====== AVAILABLE DATA

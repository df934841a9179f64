//! Endpoint pool management.
//!
//! # Responsibilities
//! - Hold the ordered endpoints and the shared cursor
//! - Select a live endpoint by probing round-robin from the cursor
//! - Advance the cursor without probing after endpoint-specific failures

use std::sync::Arc;
use std::time::Duration;

use crate::blockchain::client::{AlloyRpc, ChainRpc};
use crate::blockchain::types::{BlockchainConfig, BlockchainError, BlockchainResult};
use crate::load_balancer::endpoint::Endpoint;
use crate::load_balancer::round_robin::RoundRobinCursor;

/// Returned when no endpoint answered the liveness probe.
#[derive(Debug, Clone, Copy, PartialEq, Eq, thiserror::Error)]
#[error("All RPC endpoints unavailable ({probed} probed)")]
pub struct AllEndpointsUnavailable {
    /// How many endpoints were tried.
    pub probed: usize,
}

/// Ordered set of RPC endpoints with failover selection.
#[derive(Debug)]
pub struct EndpointPool {
    endpoints: Vec<Arc<Endpoint>>,
    cursor: RoundRobinCursor,
}

impl EndpointPool {
    /// Create a pool over already-built clients, in the given order.
    pub fn new(clients: Vec<(String, Arc<dyn ChainRpc>)>) -> BlockchainResult<Self> {
        if clients.is_empty() {
            return Err(BlockchainError::EmptyPool);
        }

        let endpoints: Vec<_> = clients
            .into_iter()
            .enumerate()
            .map(|(i, (url, rpc))| Arc::new(Endpoint::new(i, url, rpc)))
            .collect();
        let cursor = RoundRobinCursor::new(endpoints.len());

        Ok(Self { endpoints, cursor })
    }

    /// Build HTTP clients for every configured URL.
    ///
    /// Unlike failover lists that skip bad entries, an unparseable URL is an
    /// error here: the configured order is part of the contract.
    pub fn connect(config: &BlockchainConfig) -> BlockchainResult<Self> {
        let timeout = Duration::from_secs(config.rpc_timeout_secs);
        let mut clients = Vec::with_capacity(config.rpc_urls.len());
        for url in &config.rpc_urls {
            let rpc = AlloyRpc::connect(url, timeout)?;
            clients.push((url.clone(), Arc::new(rpc) as Arc<dyn ChainRpc>));
        }

        let pool = Self::new(clients)?;
        tracing::info!(endpoints = pool.len(), "Endpoint pool initialized");
        Ok(pool)
    }

    /// Number of endpoints.
    pub fn len(&self) -> usize {
        self.endpoints.len()
    }

    /// Always false; construction rejects empty pools.
    pub fn is_empty(&self) -> bool {
        self.endpoints.is_empty()
    }

    /// All endpoints in configured order.
    pub fn endpoints(&self) -> &[Arc<Endpoint>] {
        &self.endpoints
    }

    /// Endpoint under the cursor, without probing.
    pub fn current(&self) -> Arc<Endpoint> {
        self.endpoints[self.cursor.get()].clone()
    }

    /// Probe endpoints round-robin from the cursor until one answers.
    pub async fn select_live_endpoint(&self) -> Result<Arc<Endpoint>, AllEndpointsUnavailable> {
        self.select_live_endpoint_from(self.cursor.get()).await
    }

    /// Probe endpoints round-robin starting at `start` until one answers.
    ///
    /// The cursor moves to the endpoint that answered, unless a concurrent
    /// payment moved it in the meantime.
    pub async fn select_live_endpoint_from(
        &self,
        start: usize,
    ) -> Result<Arc<Endpoint>, AllEndpointsUnavailable> {
        let seen = self.cursor.get();

        for index in self.cursor.sequence_from(start % self.len()) {
            let endpoint = &self.endpoints[index];
            if endpoint.probe().await.is_some() {
                if index != seen && !self.cursor.settle(seen, index) {
                    tracing::debug!(
                        endpoint = %endpoint.url(),
                        "Cursor moved concurrently, keeping the newer position"
                    );
                }
                tracing::debug!(endpoint = %endpoint.url(), index, "Selected live endpoint");
                return Ok(endpoint.clone());
            }
        }

        tracing::error!(probed = self.len(), "No RPC endpoint answered the liveness probe");
        Err(AllEndpointsUnavailable { probed: self.len() })
    }

    /// Move the cursor past `failed` without probing and return the
    /// endpoint after it.
    ///
    /// The result depends only on `failed`, so concurrent rotations away
    /// from the same endpoint all land on the next one.
    pub fn advance_cursor(&self, failed: &Endpoint) -> Arc<Endpoint> {
        let index = self.cursor.advance_from(failed.index());
        let endpoint = self.endpoints[index].clone();
        tracing::info!(
            from = %failed.url(),
            endpoint = %endpoint.url(),
            index,
            "Advanced endpoint cursor"
        );
        endpoint
    }

    /// Check that every endpoint serves `expected`. Unreachable endpoints are
    /// skipped; a mismatch is returned as an error.
    pub async fn verify_chain_id(&self, expected: u64) -> BlockchainResult<()> {
        for endpoint in &self.endpoints {
            match endpoint.rpc().chain_id().await {
                Ok(actual) if actual.0 == expected => {}
                Ok(actual) => {
                    return Err(BlockchainError::ChainMismatch {
                        expected,
                        actual: actual.0,
                    })
                }
                Err(e) => {
                    tracing::warn!(
                        endpoint = %endpoint.url(),
                        error = %e,
                        "Could not verify chain ID"
                    );
                }
            }
        }
        Ok(())
    }
}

============

◆ DIRECTIONS FOR THIS TASK
Where a line of the data above includes "probing", copy that line.

◆ RESULT OF THE TASK
//! - Select a live endpoint by probing round-robin from the cursor
//! - Advance the cursor without probing after endpoint-specific failures
    /// Endpoint under the cursor, without probing.
    /// Move the cursor past `failed` without probing and return the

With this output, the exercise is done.